Bill: Regarding the timetable, here’s what one of our white papers says:
While searches for smaller assignments or reviews that entail a modest scope of deliverables and meetings could move more quickly, the optimal timing for the agency search process should be approximately three months:
Identification Phase: One week
RFI: Two to three weeks
RFP: Four to five weeks
Finalists: Six weeks
PL: From the outside, many agencies, especially by the time they are on the narrow finalist list, start to look alike. What criteria do you think most advertisers use to make their final decision?
Bill: I think chemistry and cultural compatibility are differentiators. Please see Appendix 3 of the ANA/4A’s Guidelines for Agency Search. In many relationships, the client and agency teams spend a lot of time together. Clients need to ask themselves, “Do I like these people and would I want to spend time (including some nights and weekends) with them?”
PL: Does the ANA have an opinion about asking agencies to do spec creative? Shouldn’t advertisers be able to determine an agency’s abilities by looking at their existing portfolios and case histories?
Bill: Clients have the right to ask for spec work … and agencies have the right to say no. I think that a spec work assignment is less about the end deliverable and more about the process. The spec work assignment provides the client with insights on how an agency works and the process involved, and that can be helpful.
PL: Digital, social media, and mobile marketing require specialist skills and experience. How do advertisers select agencies that work in these complex and fast-paced marketing platforms?
Bill: I think that searches for these types of agencies are done in much the same way as searches for ‘traditional’ agencies. But it’s a bit more important in these cases to understand how such agencies collaborate and integrate with other agencies. So those skills should be probed for in these searches.
PL: Are you seeing any macro trends in how advertisers are compensating their agencies?
Bill: Honestly, agency compensation is the topic that many marketers just can’t get enough of – there is so much interest and conversation. But changes to agency comp plans have been slow to come. Performance-based compensation has been around for a while now, but we have seen indications that use is expanding. That includes use by smaller and mid-sized advertisers. Another trend is for some clients to have just one P&L, despite using multiple agencies within the same holding company.
PL: Many agency CEO’s tell me that advertisers are often unwilling to tell them which other agencies are in the pitch. Why would a client choose to not to be transparent?

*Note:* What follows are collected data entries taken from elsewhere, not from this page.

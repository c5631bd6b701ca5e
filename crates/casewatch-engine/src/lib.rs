//! casewatch engine - Orchestration layer
//!
//! Drives one reconciliation run from raw collector output to a promoted
//! canonical state, coordinating the pure kernel in `casewatch-core` with
//! the persistence layer in `casewatch-store`.
//!
//! ## Logging Ownership
//!
//! The engine owns lifecycle logging for runs:
//! - `log_op_start!` at entry
//! - `log_op_end!` on success
//! - `log_op_error!` on failure
//!
//! Lower layers (store, core) use only `tracing::debug!()` for internal details.

pub mod config;
pub mod lock;
pub mod run;
pub mod sink;

pub use config::ReconcileConfig;
pub use lock::RunLock;
pub use run::{
    abandon_promotion, pending_promotion, reconcile, resume_promotion, RunControl, RunOutcome,
    RunReport, RunStage,
};
pub use sink::{ChangeSink, Delivery, LogSink, NoopSink};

Bill:I think that it’s fair for the agencies to know who else is ‘in the game’, so I honestly would not know why a client would not be transparent. I see no upside of not being transparent. And it also says something (not good!) about the client.
PL: What percentage of clients do you think use the services of professional agency search consultants? Are you seeing any trends in how search consultants are being used?
Bill: I think that a declining percentage of searches use professional agency search consultants. Since there are more searches than ever before, I would be curious to know if the actual number of searches handled by consultants has held steady or declined. Client-side procurement departments are playing increasing roles in facilitating searches. This to me has been one of the big, recent changes in search.
Some ‘bad’ procurement-led searches have been well publicized: RFIs repurposed from a previous sourcing role that was used for a raw material, far too many questions, especially too many questions on costs, having far too many agencies involved, having the process take too long. ANA has a Procurement Task Force that helps procurement better understand marketing / advertising.